GIVEN RECORDS:
fn parse_dec64(s: &str, fraction_digits: u8) -> Result<i64> {
    let err = || Error::invalid_argument(format!("invalid decimal64 \"{}\"", s));
    let (negative, body) = match s.strip_prefix('-') {
        Some(rest) => (true, rest),
        None => (false, s),
    };
    let (int_part, frac_part) = match body.split_once('.') {
        Some((int_part, frac_part)) => (int_part, frac_part),
        None => (body, ""),
    };
    if int_part.is_empty() && frac_part.is_empty() {
        return Err(err());
    }
    if !int_part.bytes().all(|b| b.is_ascii_digit())
        || !frac_part.bytes().all(|b| b.is_ascii_digit())
        || frac_part.len() > fraction_digits as usize
    {
        return Err(err());
    }

    let scale = 10u64.pow(fraction_digits as u32);
    let int: u64 = if int_part.is_empty() {
        0
    } else {
        int_part.parse().map_err(|_| err())?
    };
    let frac: u64 = if frac_part.is_empty() {
        0
    } else {
        let parsed: u64 = frac_part.parse().map_err(|_| err())?;
        parsed * 10u64.pow((fraction_digits as usize - frac_part.len()) as u32)
    };
    let magnitude = int
        .checked_mul(scale)
        .and_then(|v| v.checked_add(frac))
        .ok_or_else(err)?;

    if negative {
        0i64.checked_sub_unsigned(magnitude).ok_or_else(err)
    } else {
        i64::try_from(magnitude).map_err(|_| err())
    }
}

pub(crate) fn format_dec64(value: i64, fraction_digits: u8) -> String {
    if fraction_digits == 0 {
        return value.to_string();
    }
    let scale = 10u128.pow(fraction_digits as u32);
    let magnitude = value.unsigned_abs() as u128;
    let sign = if value < 0 { "-" } else { "" };
    let mut frac = format!(
        "{:0width$}",
        magnitude % scale,
        width = fraction_digits as usize
    );
    while frac.len() > 1 && frac.ends_with('0') {
        frac.pop();
    }
    format!("{}{}.{}", sign, magnitude / scale, frac)
}
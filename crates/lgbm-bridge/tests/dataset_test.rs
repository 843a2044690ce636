//! Integration test: dataset operations through the Bridge
//!
//! Runs against the in-process FakeEngine, so no engine library is needed.
//!
//! Run with: cargo test -p lgbm-bridge --test dataset_test -- --nocapture

use std::io::Write;
use std::sync::Arc;

use lgbm_bridge::*;
use lgbm_core::CoreError;
use lgbm_engine::fake::FakeEngine;

fn make_bridge() -> Bridge {
    Bridge::new(Arc::new(FakeEngine::new()), BridgeConfig::default())
}

fn dense_4x3() -> Vec<f32> {
    (0..12).map(|v| v as f32).collect()
}

#[test]
fn test_dense_dataset_shape() {
    let bridge = make_bridge();
    let values = dense_4x3();
    let matrix = DenseMatrix::row_major(&values, 4, 3).expect("4x3 matrix");

    let dataset = bridge
        .dataset_from_mat(&matrix, "max_bin=15", None)
        .expect("dataset from dense matrix");
    println!("Dataset created: {}", dataset);

    assert_eq!(bridge.dataset_num_data(dataset).expect("num_data"), 4);
    assert_eq!(bridge.dataset_num_feature(dataset).expect("num_feature"), 3);
}

#[test]
fn test_csr_pointer_count_gives_rows() {
    let bridge = make_bridge();
    let indptr = vec![0i64, 2, 2, 3, 5];
    let indices = [0, 2, 1, 0, 1];
    let values = vec![1.0f64, 2.0, 3.0, 4.0, 5.0];
    let matrix = CsrMatrix::new(&indptr, &indices, &values, 3).expect("valid csr");

    let dataset = bridge
        .dataset_from_csr(&matrix, "", None)
        .expect("dataset from csr");
    assert_eq!(bridge.dataset_num_data(dataset).expect("num_data"), 4);
    assert_eq!(bridge.dataset_num_feature(dataset).expect("num_feature"), 3);
}

#[test]
fn test_csc_dataset() {
    let bridge = make_bridge();
    let col_ptr = vec![0i32, 1, 3];
    let indices = [4, 0, 2];
    let values = vec![1.0f32, 1.5, 2.0];
    let matrix = CscMatrix::new(&col_ptr, &indices, &values, 5).expect("valid csc");

    let dataset = bridge
        .dataset_from_csc(&matrix, "", None)
        .expect("dataset from csc");
    assert_eq!(bridge.dataset_num_data(dataset).expect("num_data"), 5);
    assert_eq!(bridge.dataset_num_feature(dataset).expect("num_feature"), 2);
}

#[test]
fn test_malformed_csr_is_rejected_with_message() {
    let indptr = vec![0i32, 2, 1, 3];
    let indices = [0, 1, 2];
    let values = vec![1.0f32; 3];

    let err: BridgeError = CsrMatrix::new(&indptr, &indices, &values, 3)
        .expect_err("indptr goes backwards")
        .into();
    let message = err.to_string();
    println!("Rejected: {}", message);
    assert!(matches!(err, BridgeError::InvalidMatrix(_)));
    assert!(message.contains("indptr"));
    assert!(message.contains("not non-decreasing"));
}

#[test]
fn test_label_round_trip() {
    let bridge = make_bridge();
    let values = dense_4x3();
    let matrix = DenseMatrix::row_major(&values, 4, 3).expect("4x3 matrix");
    let dataset = bridge.dataset_from_mat(&matrix, "", None).expect("dataset");

    let labels = [1.0f32, 0.0, 1.0, 1.0];
    bridge
        .dataset_set_field(dataset, Field::Label, FieldSlice::from(&labels[..]))
        .expect("set label");

    match bridge.dataset_get_field(dataset, Field::Label).expect("get label") {
        FieldData::Float32(got) => assert_eq!(got, labels),
        other => panic!("expected Float32 labels, got {:?}", other),
    }
}

#[test]
fn test_group_round_trip() {
    let bridge = make_bridge();
    let values = dense_4x3();
    let matrix = DenseMatrix::row_major(&values, 4, 3).expect("4x3 matrix");
    let dataset = bridge.dataset_from_mat(&matrix, "", None).expect("dataset");

    let groups = [1i32, 3];
    bridge
        .dataset_set_field(dataset, "group".parse().expect("known field"), FieldSlice::from(&groups[..]))
        .expect("set group");
    let got = bridge.dataset_get_field(dataset, Field::Group).expect("get group");
    assert_eq!(got.as_i32(), Some(&groups[..]));
}

#[test]
fn test_unset_weight_is_empty() {
    let bridge = make_bridge();
    let values = dense_4x3();
    let matrix = DenseMatrix::row_major(&values, 4, 3).expect("4x3 matrix");
    let dataset = bridge.dataset_from_mat(&matrix, "", None).expect("dataset");

    let weight = bridge.dataset_get_field(dataset, Field::Weight).expect("get weight");
    assert_eq!(weight.dtype(), DType::Float32);
    assert!(weight.is_empty());
}

#[test]
fn test_field_type_mismatch_fails_before_engine() {
    let bridge = make_bridge();
    let values = dense_4x3();
    let matrix = DenseMatrix::row_major(&values, 4, 3).expect("4x3 matrix");
    let dataset = bridge.dataset_from_mat(&matrix, "", None).expect("dataset");

    let wrong = [1i32, 0, 1, 1];
    match bridge.dataset_set_field(dataset, Field::Label, FieldSlice::from(&wrong[..])) {
        Err(BridgeError::FieldType {
            field: Field::Label,
            expected: DType::Float32,
            actual: DType::Int32,
        }) => {}
        other => panic!("expected FieldType error, got {:?}", other),
    }
}

#[test]
fn test_float_group_is_rejected() {
    let bridge = make_bridge();
    let values = dense_4x3();
    let matrix = DenseMatrix::row_major(&values, 4, 3).expect("4x3 matrix");
    let dataset = bridge.dataset_from_mat(&matrix, "", None).expect("dataset");

    let sizes = [2.0f32, 2.0];
    match bridge.dataset_set_field(dataset, Field::Group, FieldSlice::from(&sizes[..])) {
        Err(BridgeError::FieldType {
            field: Field::Group,
            expected: DType::Int32,
            actual: DType::Float32,
        }) => {}
        other => panic!("expected FieldType error, got {:?}", other),
    }
    match bridge.dataset_get_field(dataset, Field::Group).expect("group") {
        FieldData::Int32(got) => assert!(got.is_empty()),
        other => panic!("expected empty Int32 group, got {:?}", other),
    }
}

#[test]
fn test_engine_rejection_is_surfaced() {
    let bridge = make_bridge();
    let values = dense_4x3();
    let matrix = DenseMatrix::row_major(&values, 4, 3).expect("4x3 matrix");
    let dataset = bridge.dataset_from_mat(&matrix, "", None).expect("dataset");

    let short = [1.0f32, 0.0];
    let err = bridge
        .dataset_set_field(dataset, Field::Weight, FieldSlice::from(&short[..]))
        .expect_err("weight length must equal num_data");
    println!("Engine said: {}", err);
    assert!(matches!(err, BridgeError::Engine(_)));
    assert!(err.to_string().contains("LGBM_DatasetSetField"));
}

#[test]
fn test_unknown_field_name() {
    match "init_score".parse::<Field>() {
        Err(BridgeError::UnknownField(name)) => assert_eq!(name, "init_score"),
        other => panic!("expected UnknownField, got {:?}", other),
    }
}

#[test]
fn test_stale_dataset_handle_after_free() {
    let bridge = make_bridge();
    let values = dense_4x3();
    let matrix = DenseMatrix::row_major(&values, 4, 3).expect("4x3 matrix");
    let dataset = bridge.dataset_from_mat(&matrix, "", None).expect("dataset");

    bridge.dataset_free(dataset).expect("free");
    match bridge.dataset_num_data(dataset) {
        Err(BridgeError::Core(CoreError::StaleHandle { kind: "dataset", .. })) => {}
        other => panic!("expected StaleHandle, got {:?}", other),
    }
    assert!(bridge.dataset_free(dataset).is_err());

    // The recycled slot hands out a different handle.
    let again = bridge.dataset_from_mat(&matrix, "", None).expect("dataset");
    assert_ne!(again, dataset);
    assert_eq!(again.handle().index(), dataset.handle().index());
}

#[test]
fn test_dataset_from_file_with_reference() {
    let bridge = make_bridge();
    let dir = tempfile::tempdir().expect("tempdir");

    let train_path = dir.path().join("train.csv");
    let mut train = std::fs::File::create(&train_path).expect("create train file");
    writeln!(train, "1,0.5,1.5,2.5").expect("write");
    writeln!(train, "0,0.1,1.1,2.1").expect("write");
    writeln!(train, "1,0.7,1.7,2.7").expect("write");
    drop(train);

    let valid_path = dir.path().join("valid.tsv");
    std::fs::write(&valid_path, "0\t1\t2\t3\n1\t4\t5\t6\n").expect("write valid file");

    let train = bridge
        .dataset_from_file(&train_path.to_string_lossy(), "", None)
        .expect("train dataset");
    assert_eq!(bridge.dataset_num_data(train).expect("num_data"), 3);
    assert_eq!(bridge.dataset_num_feature(train).expect("num_feature"), 3);
    let labels = bridge.dataset_get_field(train, Field::Label).expect("labels");
    assert_eq!(labels.as_f32(), Some(&[1.0f32, 0.0, 1.0][..]));

    let valid = bridge
        .dataset_from_file(&valid_path.to_string_lossy(), "", Some(train))
        .expect("valid dataset aligned to train");
    assert_eq!(bridge.dataset_num_data(valid).expect("num_data"), 2);
}

#[test]
fn test_missing_file_reports_engine_error() {
    let bridge = make_bridge();
    let dir = tempfile::tempdir().expect("tempdir");
    let missing = dir.path().join("nope.csv");

    let err = bridge
        .dataset_from_file(&missing.to_string_lossy(), "", None)
        .expect_err("missing file");
    assert!(matches!(err, BridgeError::Engine(_)));
    assert_eq!(bridge.live_datasets(), 0);
}

#[test]
fn test_interior_nul_in_path() {
    let bridge = make_bridge();
    match bridge.dataset_from_file("bad\0path", "", None) {
        Err(BridgeError::InvalidString { what: "path" }) => {}
        other => panic!("expected InvalidString, got {:?}", other),
    }
}

#[test]
fn test_subset_keeps_selected_labels() {
    let bridge = make_bridge();
    let values = dense_4x3();
    let matrix = DenseMatrix::row_major(&values, 4, 3).expect("4x3 matrix");
    let dataset = bridge.dataset_from_mat(&matrix, "", None).expect("dataset");
    let labels = [0.0f32, 1.0, 2.0, 3.0];
    bridge
        .dataset_set_field(dataset, Field::Label, FieldSlice::from(&labels[..]))
        .expect("set label");

    let subset = bridge.dataset_subset(dataset, &[3, 1], "").expect("subset");
    assert_eq!(bridge.dataset_num_data(subset).expect("num_data"), 2);
    assert_eq!(bridge.dataset_num_feature(subset).expect("num_feature"), 3);
    let got = bridge.dataset_get_field(subset, Field::Label).expect("labels");
    assert_eq!(got.as_f32(), Some(&[3.0f32, 1.0][..]));

    assert!(bridge.dataset_subset(dataset, &[4], "").is_err());
}

#[test]
fn test_save_binary_writes_file() {
    let bridge = make_bridge();
    let values = dense_4x3();
    let matrix = DenseMatrix::row_major(&values, 4, 3).expect("4x3 matrix");
    let dataset = bridge.dataset_from_mat(&matrix, "", None).expect("dataset");

    let dir = tempfile::tempdir().expect("tempdir");
    let path = dir.path().join("train.bin");
    bridge
        .dataset_save_binary(dataset, &path.to_string_lossy())
        .expect("save binary");
    assert!(path.exists());
}

#[test]
fn test_drop_frees_engine_objects() {
    let engine = Arc::new(FakeEngine::new());
    {
        let bridge = Bridge::new(engine.clone(), BridgeConfig::default());
        let values = dense_4x3();
        let matrix = DenseMatrix::row_major(&values, 4, 3).expect("4x3 matrix");
        let train = bridge.dataset_from_mat(&matrix, "", None).expect("dataset");
        bridge.dataset_from_mat(&matrix, "", Some(train)).expect("dataset");
        bridge.booster_create(train, "").expect("booster");
        assert_eq!(engine.live_datasets(), 2);
        assert_eq!(engine.live_boosters(), 1);
    }
    assert_eq!(engine.live_datasets(), 0);
    assert_eq!(engine.live_boosters(), 0);
}
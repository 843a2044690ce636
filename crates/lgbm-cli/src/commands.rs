//! Subcommand bodies, written against a [`Bridge`] so they run on any engine.

use anyhow::Context;
use serde::Serialize;
use tracing::info;

use lgbm_bridge::{Bridge, PredictType};

#[derive(Debug, Serialize)]
pub struct DatasetReport {
    pub path: String,
    pub num_data: i64,
    pub num_feature: i64,
}

#[derive(Debug, Serialize)]
pub struct MetricValue {
    /// "training" or "valid_N"
    pub partition: String,
    pub metric: String,
    pub value: f32,
}

#[derive(Debug, Serialize)]
pub struct TrainReport {
    pub iterations: i64,
    pub finished_early: bool,
    pub model: String,
    pub metrics: Vec<MetricValue>,
}

pub fn inspect(
    bridge: &Bridge,
    data: &str,
    reference: Option<&str>,
    params: &str,
) -> anyhow::Result<DatasetReport> {
    let reference = reference
        .map(|path| bridge.dataset_from_file(path, params, None))
        .transpose()
        .context("loading reference dataset")?;
    let dataset = bridge
        .dataset_from_file(data, params, reference)
        .with_context(|| format!("loading {}", data))?;

    let report = DatasetReport {
        path: data.to_string(),
        num_data: bridge.dataset_num_data(dataset)?,
        num_feature: bridge.dataset_num_feature(dataset)?,
    };

    bridge.dataset_free(dataset)?;
    if let Some(reference) = reference {
        bridge.dataset_free(reference)?;
    }
    Ok(report)
}

fn partition_name(data_idx: usize) -> String {
    if data_idx == 0 {
        "training".to_string()
    } else {
        format!("valid_{}", data_idx)
    }
}

/// Train for up to `rounds` rounds, logging every metric each round, then save the model.
pub fn train(
    bridge: &Bridge,
    data: &str,
    valid: &[String],
    rounds: usize,
    params: &str,
    output: &str,
) -> anyhow::Result<TrainReport> {
    let train = bridge
        .dataset_from_file(data, params, None)
        .with_context(|| format!("loading training data {}", data))?;
    let mut valid_sets = Vec::with_capacity(valid.len());
    for path in valid {
        let dataset = bridge
            .dataset_from_file(path, params, Some(train))
            .with_context(|| format!("loading validation data {}", path))?;
        valid_sets.push(dataset);
    }

    let booster = bridge.booster_create(train, params)?;
    for dataset in &valid_sets {
        bridge.booster_add_valid(booster, *dataset)?;
    }
    let names = bridge.booster_eval_names(booster)?;

    let mut finished_early = false;
    let mut metrics = Vec::new();
    for _ in 0..rounds {
        if bridge.booster_update_one_iter(booster)? {
            finished_early = true;
            info!("no further splits possible, stopping");
            break;
        }
        let iteration = bridge.booster_current_iteration(booster)?;

        metrics.clear();
        for data_idx in 0..=valid_sets.len() {
            let scores = bridge.booster_eval(booster, data_idx as i32)?;
            for (name, value) in names.iter().zip(scores) {
                info!("[{}] {} {}: {}", iteration, partition_name(data_idx), name, value);
                metrics.push(MetricValue {
                    partition: partition_name(data_idx),
                    metric: name.clone(),
                    value,
                });
            }
        }
    }

    let iterations = bridge.booster_current_iteration(booster)?;
    bridge
        .booster_save_model(booster, 0, output)
        .with_context(|| format!("saving model to {}", output))?;
    info!("saved {} iterations to {}", iterations, output);

    bridge.booster_free(booster)?;
    for dataset in valid_sets {
        bridge.dataset_free(dataset)?;
    }
    bridge.dataset_free(train)?;

    Ok(TrainReport {
        iterations,
        finished_early,
        model: output.to_string(),
        metrics,
    })
}

/// Score a data file with a saved model. Returns the model's iteration count.
pub fn predict(
    bridge: &Bridge,
    model: &str,
    data: &str,
    output: &str,
    predict_type: PredictType,
    num_iteration: i64,
    has_header: bool,
) -> anyhow::Result<i64> {
    let loaded = bridge
        .booster_from_model_file(model)
        .with_context(|| format!("loading model {}", model))?;
    bridge.booster_predict_for_file(
        loaded.handle,
        data,
        has_header,
        predict_type,
        num_iteration,
        output,
    )?;
    info!("wrote predictions for {} to {}", data, output);
    bridge.booster_free(loaded.handle)?;
    Ok(loaded.num_iterations)
}

#[cfg(test)]
mod tests {
    use std::sync::Arc;

    use lgbm_bridge::BridgeConfig;
    use lgbm_engine::fake::FakeEngine;

    use super::*;

    fn write_csv(dir: &tempfile::TempDir, name: &str, rows: &[&str]) -> String {
        let path = dir.path().join(name);
        std::fs::write(&path, rows.join("\n")).expect("write csv");
        path.to_string_lossy().into_owned()
    }

    #[test]
    fn train_then_predict() {
        let engine = Arc::new(FakeEngine::new());
        let bridge = Bridge::new(engine.clone(), BridgeConfig::default());
        let dir = tempfile::tempdir().expect("tempdir");
        let train_csv = write_csv(&dir, "train.csv", &["1,0.1,0.2", "0,0.3,0.4", "1,0.5,0.6"]);
        let valid_csv = write_csv(&dir, "valid.csv", &["0,0.2,0.1", "1,0.4,0.3"]);
        let model = dir.path().join("model.txt").to_string_lossy().into_owned();

        let report = train(&bridge, &train_csv, &[valid_csv.clone()], 4, "metric=l2,l1", &model)
            .expect("train");
        assert_eq!(report.iterations, 4);
        assert!(!report.finished_early);
        assert_eq!(report.metrics.len(), 4);
        assert_eq!(report.metrics[2].partition, "valid_1");
        assert_eq!(engine.live_datasets(), 0);
        assert_eq!(engine.live_boosters(), 0);

        let output = dir.path().join("pred.txt").to_string_lossy().into_owned();
        let iterations = predict(&bridge, &model, &valid_csv, &output, PredictType::Normal, 0, false)
            .expect("predict");
        assert_eq!(iterations, 4);
        let lines = std::fs::read_to_string(&output).expect("read predictions");
        assert_eq!(lines.lines().count(), 2);
    }

    #[test]
    fn inspect_reports_shape() {
        let bridge = Bridge::new(Arc::new(FakeEngine::new()), BridgeConfig::default());
        let dir = tempfile::tempdir().expect("tempdir");
        let data = write_csv(&dir, "data.tsv", &["0\t1\t2\t3", "1\t4\t5\t6"]);

        let report = inspect(&bridge, &data, None, "").expect("inspect");
        assert_eq!((report.num_data, report.num_feature), (2, 3));
        assert!(inspect(&bridge, &data, Some(&data), "").is_ok());
    }
}
use tracing_subscriber::{fmt, EnvFilter};

/// Environment variable holding the tracing filter directive.
pub const LOG_ENV: &str = "LGBM_BRIDGE_LOG";

/// Initialize structured logging with environment filter.
/// Set LGBM_BRIDGE_LOG=debug (or trace, info, warn, error) for verbosity control.
pub fn init_logging() {
    init_logging_with_default("info");
}

/// Same as [`init_logging`], but falls back to `default_filter` when the
/// environment variable is unset.
pub fn init_logging_with_default(default_filter: &str) {
    let filter = EnvFilter::try_from_env(LOG_ENV)
        .unwrap_or_else(|_| EnvFilter::new(default_filter));

    fmt()
        .with_env_filter(filter)
        .with_target(true)
        .with_thread_ids(true)
        .init();
}

/// Install a subscriber unless one is already set. Used by the C ABI, which
/// has no `main` and may be loaded into a host that configured its own.
pub fn try_init_logging(default_filter: &str) {
    let filter = EnvFilter::try_from_env(LOG_ENV)
        .unwrap_or_else(|_| EnvFilter::new(default_filter));

    let _ = fmt()
        .with_env_filter(filter)
        .with_target(true)
        .try_init();
}
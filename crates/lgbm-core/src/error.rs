use crate::handle_map::Handle;

#[derive(Debug, thiserror::Error)]
pub enum CoreError {
    #[error("{kind} handle not found: {handle}")]
    HandleNotFound { kind: &'static str, handle: Handle },

    #[error("{kind} handle {handle} was released (slot now at generation {current})")]
    StaleHandle {
        kind: &'static str,
        handle: Handle,
        current: u32,
    },

    #[error("invalid parameter string: {0}")]
    InvalidParameter(String),

    #[error("configuration error: {0}")]
    ConfigError(String),

    #[error("IO error: {0}")]
    Io(#[from] std::io::Error),
}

DESCRIPTION OF THE TASK:
Within the material above, how many lines contain "StaleHandle"? Only the number should be given.

SOLUTION FOR THIS PROBLEM:
3